[[ DATA FOR THIS EXERCISE, beginning ]]
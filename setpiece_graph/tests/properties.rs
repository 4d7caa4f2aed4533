// Copyright 2025 the Setpiece Authors
// SPDX-License-Identifier: Apache-2.0 OR MIT

//! Property tests for patch application laws.

use glam::dvec3;
use proptest::prelude::*;
use setpiece_geom::SpatialParams;
use setpiece_graph::{GraphPatch, Node, Relation, SceneGraph, Stamp};
use setpiece_relate::RelationKind;

const IDS: [&str; 4] = ["a", "b", "c", "d"];

fn seeded_store() -> SceneGraph {
    let mut g = SceneGraph::new(SpatialParams::default());
    let nodes = IDS
        .iter()
        .enumerate()
        .map(|(i, id)| {
            Node::new(
                *id,
                "box",
                dvec3(i as f64 * 0.5, 0.0, 0.05),
                dvec3(0.1, 0.1, 0.1),
            )
        })
        .collect();
    g.load_bootstrap(nodes, Vec::new());
    g
}

fn arb_relation() -> impl Strategy<Value = Relation> {
    (
        prop_oneof![
            Just(RelationKind::Near),
            Just(RelationKind::Far),
            Just(RelationKind::Beside),
        ],
        0..IDS.len(),
        0..IDS.len(),
        0u32..100,
        0.0f64..1.0,
    )
        .prop_map(|(kind, a, b, ts, conf)| {
            Relation::new(kind, IDS[a], IDS[b], Stamp(f64::from(ts)), conf)
        })
}

proptest! {
    // Applying the same relation patch twice leaves the store exactly as a
    // single application does (LWW with `>=` makes replays idempotent).
    #[test]
    fn lww_replay_is_idempotent(relations in prop::collection::vec(arb_relation(), 1..8)) {
        let mut once = seeded_store();
        let mut twice = seeded_store();

        let patch = GraphPatch {
            add_relations: relations.clone(),
            ..GraphPatch::default()
        };
        once.apply_patch(patch.clone()).unwrap();
        twice.apply_patch(patch.clone()).unwrap();
        twice.apply_patch(patch).unwrap();

        prop_assert_eq!(once.relations(), twice.relations());
    }

    // A patch with any dangling relation mutates nothing, no matter what
    // valid content shares the patch with it.
    #[test]
    fn dangling_relations_abort_atomically(
        relations in prop::collection::vec(arb_relation(), 0..4),
        ts in 0u32..100,
    ) {
        let mut g = seeded_store();
        let nodes_before = g.nodes().clone();
        let relations_before = g.relations().clone();

        let mut patch = GraphPatch::default();
        for r in relations {
            patch.upsert_relation(r);
        }
        patch.upsert_relation(Relation::new(
            RelationKind::Near,
            "a",
            "ghost",
            Stamp(f64::from(ts)),
            0.9,
        ));
        prop_assert!(g.apply_patch(patch).is_err());
        prop_assert_eq!(g.nodes(), &nodes_before);
        prop_assert_eq!(g.relations(), &relations_before);
    }
}
// Copyright 2025 the Setpiece Authors
// SPDX-License-Identifier: Apache-2.0 OR MIT

//! Setpiece Collision: a box registry with safety-margin queries.
//!
//! [`ColliderIndex`] maintains the set of boxes currently registered for
//! collision queries, keyed by object id. It is **not** authoritative for
//! positions: it is a transient cache that the placement engine and the
//! gravity pass synchronize from the scene graph immediately before querying,
//! and never read outside those windows.
//!
//! - [`ColliderIndex::upsert`] / [`ColliderIndex::remove`] /
//!   [`ColliderIndex::clear`] maintain the registry.
//! - [`ColliderIndex::collides_at`] answers "what would I hit if placed
//!   here", inflating the candidate by the configured safety margin.
//! - [`ColliderIndex::find_safe_position`] samples polar offsets around a
//!   preferred point at ground height until it finds a collision-free spot.
//! - [`ColliderIndex::report`] summarizes the registered layout and any
//!   margin-free overlaps for diagnostics.
//!
//! Storage is a flat slot vector with an id intern map and linear scans.
//! Registered sets are small (a room's worth of furniture), so a linear
//! backend beats any acceleration structure here.

mod index;

pub use index::{CollisionReport, ColliderIndex};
[[ DATA FOR THIS EXERCISE, end ]]
**PROBLEM DETAILS**
Write every line of the material above again, exactly.

**TASK SOLUTION**
filename setpiece_graph/tests/properties.rs
repository 4d7caa4f2aed4533
// Copyright 2025 the Setpiece Authors
// SPDX-License-Identifier: Apache-2.0 OR MIT

//! Property tests for patch application laws.

use glam::dvec3;
use proptest::prelude::*;
use setpiece_geom::SpatialParams;
use setpiece_graph::{GraphPatch, Node, Relation, SceneGraph, Stamp};
use setpiece_relate::RelationKind;

const IDS: [&str; 4] = ["a", "b", "c", "d"];

fn seeded_store() -> SceneGraph {
    let mut g = SceneGraph::new(SpatialParams::default());
    let nodes = IDS
        .iter()
        .enumerate()
        .map(|(i, id)| {
            Node::new(
                *id,
                "box",
                dvec3(i as f64 * 0.5, 0.0, 0.05),
                dvec3(0.1, 0.1, 0.1),
            )
        })
        .collect();
    g.load_bootstrap(nodes, Vec::new());
    g
}

fn arb_relation() -> impl Strategy<Value = Relation> {
    (
        prop_oneof![
            Just(RelationKind::Near),
            Just(RelationKind::Far),
            Just(RelationKind::Beside),
        ],
        0..IDS.len(),
        0..IDS.len(),
        0u32..100,
        0.0f64..1.0,
    )
        .prop_map(|(kind, a, b, ts, conf)| {
            Relation::new(kind, IDS[a], IDS[b], Stamp(f64::from(ts)), conf)
        })
}

proptest! {
    // Applying the same relation patch twice leaves the store exactly as a
    // single application does (LWW with `>=` makes replays idempotent).
    #[test]
    fn lww_replay_is_idempotent(relations in prop::collection::vec(arb_relation(), 1..8)) {
        let mut once = seeded_store();
        let mut twice = seeded_store();

        let patch = GraphPatch {
            add_relations: relations.clone(),
            ..GraphPatch::default()
        };
        once.apply_patch(patch.clone()).unwrap();
        twice.apply_patch(patch.clone()).unwrap();
        twice.apply_patch(patch).unwrap();

        prop_assert_eq!(once.relations(), twice.relations());
    }

    // A patch with any dangling relation mutates nothing, no matter what
    // valid content shares the patch with it.
    #[test]
    fn dangling_relations_abort_atomically(
        relations in prop::collection::vec(arb_relation(), 0..4),
        ts in 0u32..100,
    ) {
        let mut g = seeded_store();
        let nodes_before = g.nodes().clone();
        let relations_before = g.relations().clone();

        let mut patch = GraphPatch::default();
        for r in relations {
            patch.upsert_relation(r);
        }
        patch.upsert_relation(Relation::new(
            RelationKind::Near,
            "a",
            "ghost",
            Stamp(f64::from(ts)),
            0.9,
        ));
        prop_assert!(g.apply_patch(patch).is_err());
        prop_assert_eq!(g.nodes(), &nodes_before);
        prop_assert_eq!(g.relations(), &relations_before);
    }
}
// Copyright 2025 the Setpiece Authors
// SPDX-License-Identifier: Apache-2.0 OR MIT

//! Setpiece Collision: a box registry with safety-margin queries.
//!
//! [`ColliderIndex`] maintains the set of boxes currently registered for
//! collision queries, keyed by object id. It is **not** authoritative for
//! positions: it is a transient cache that the placement engine and the
//! gravity pass synchronize from the scene graph immediately before querying,
//! and never read outside those windows.
//!
//! - [`ColliderIndex::upsert`] / [`ColliderIndex::remove`] /
//!   [`ColliderIndex::clear`] maintain the registry.
//! - [`ColliderIndex::collides_at`] answers "what would I hit if placed
//!   here", inflating the candidate by the configured safety margin.
//! - [`ColliderIndex::find_safe_position`] samples polar offsets around a
//!   preferred point at ground height until it finds a collision-free spot.
//! - [`ColliderIndex::report`] summarizes the registered layout and any
//!   margin-free overlaps for diagnostics.
//!
//! Storage is a flat slot vector with an id intern map and linear scans.
//! Registered sets are small (a room's worth of furniture), so a linear
//! backend beats any acceleration structure here.

mod index;

pub use index::{CollisionReport, ColliderIndex};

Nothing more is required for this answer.